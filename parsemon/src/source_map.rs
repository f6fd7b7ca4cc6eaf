//! Mapping character offsets to line and column numbers.
use std::fmt;

/// Source location consisting of a line and column number.
#[derive(Copy, Clone, Eq, PartialEq, Ord, PartialOrd, Debug)]
pub struct Location {
    /// The source line.
    ///
    /// This follows the convention where the first line is line `1`.
    pub line: usize,
    /// The (character based) source column.
    ///
    /// This follows the convention where the first column is column `0`, so a failure directly
    /// after a newline is reported at column `0`.
    pub column: usize,
}

impl fmt::Display for Location {
    fn fmt(&self, f: &mut fmt::Formatter<'_>) -> fmt::Result {
        write!(f, "L: {}, C: {}", self.line, self.column)
    }
}

/// Offsets of all newline characters of a document.
#[derive(Clone, Default, Debug, PartialEq, Eq)]
pub struct SourceMap {
    // sorted ascending
    newlines: Vec<usize>,
}

impl SourceMap {
    /// Indexes the newlines of `text`.
    pub fn new(text: &str) -> Self {
        Self::from_chars(text.chars())
    }

    /// Indexes the newlines of a document given as a sequence of characters.
    pub fn from_chars(chars: impl IntoIterator<Item = char>) -> Self {
        let newlines = chars
            .into_iter()
            .enumerate()
            .filter_map(|(offset, c)| (c == '\n').then_some(offset))
            .collect();
        Self { newlines }
    }

    /// The character offsets of all newlines, in ascending order.
    pub fn newlines(&self) -> &[usize] {
        &self.newlines
    }

    /// Returns the location of the character at `position`.
    ///
    /// A newline character belongs to the line it terminates.
    pub fn locate(&self, position: usize) -> Location {
        let preceding = self.newlines.partition_point(|&newline| newline < position);
        let column = match preceding {
            0 => position,
            n => position - self.newlines[n - 1] - 1,
        };
        Location {
            line: preceding + 1,
            column,
        }
    }
}

#[cfg(test)]
mod tests {
    use super::*;

    fn at(line: usize, column: usize) -> Location {
        Location { line, column }
    }

    #[test]
    fn display_contains_line_and_column() {
        assert_eq!(at(283, 465).to_string(), "L: 283, C: 465");
    }

    #[test]
    fn newline_offsets() {
        assert_eq!(SourceMap::new("").newlines(), &[] as &[usize]);
        assert_eq!(SourceMap::new("12345").newlines(), &[] as &[usize]);
        assert_eq!(SourceMap::new("\n\n\n\n").newlines(), &[0, 1, 2, 3]);
        assert_eq!(SourceMap::new("ä\nö\n").newlines(), &[1, 3]);
    }

    #[test]
    fn first_line_uses_offset_as_column() {
        let map = SourceMap::new("abcdefghijklmnop");
        for n in [0, 1, 7, 100] {
            assert_eq!(map.locate(n), at(1, n));
        }
        let map = SourceMap::from_chars("01234\n6789\n".chars());
        assert_eq!(map.locate(0), at(1, 0));
    }

    #[test]
    fn lines_after_newlines() {
        let map = SourceMap::new("abcd\nefgh");
        assert_eq!(map.locate(4), at(1, 4));
        assert_eq!(map.locate(5), at(2, 0));
        assert_eq!(map.locate(7), at(2, 2));

        let map = SourceMap::new("\na\n");
        assert_eq!(map.locate(0), at(1, 0));
        assert_eq!(map.locate(1), at(2, 0));
        assert_eq!(map.locate(3), at(3, 0));
    }

    #[test]
    fn position_after_n_newlines_is_column_zero() {
        for n in 0..100 {
            let text = "\n".repeat(n) + "x";
            assert_eq!(SourceMap::new(&text).locate(n), at(n + 1, 0));
        }
    }
}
=-=-=-=-=
→ What you are asked to do
Please copy every line of the material that contains the word "characters".

→ Response area
/// Offsets of all newline characters of a document.
    /// Indexes the newlines of a document given as a sequence of characters.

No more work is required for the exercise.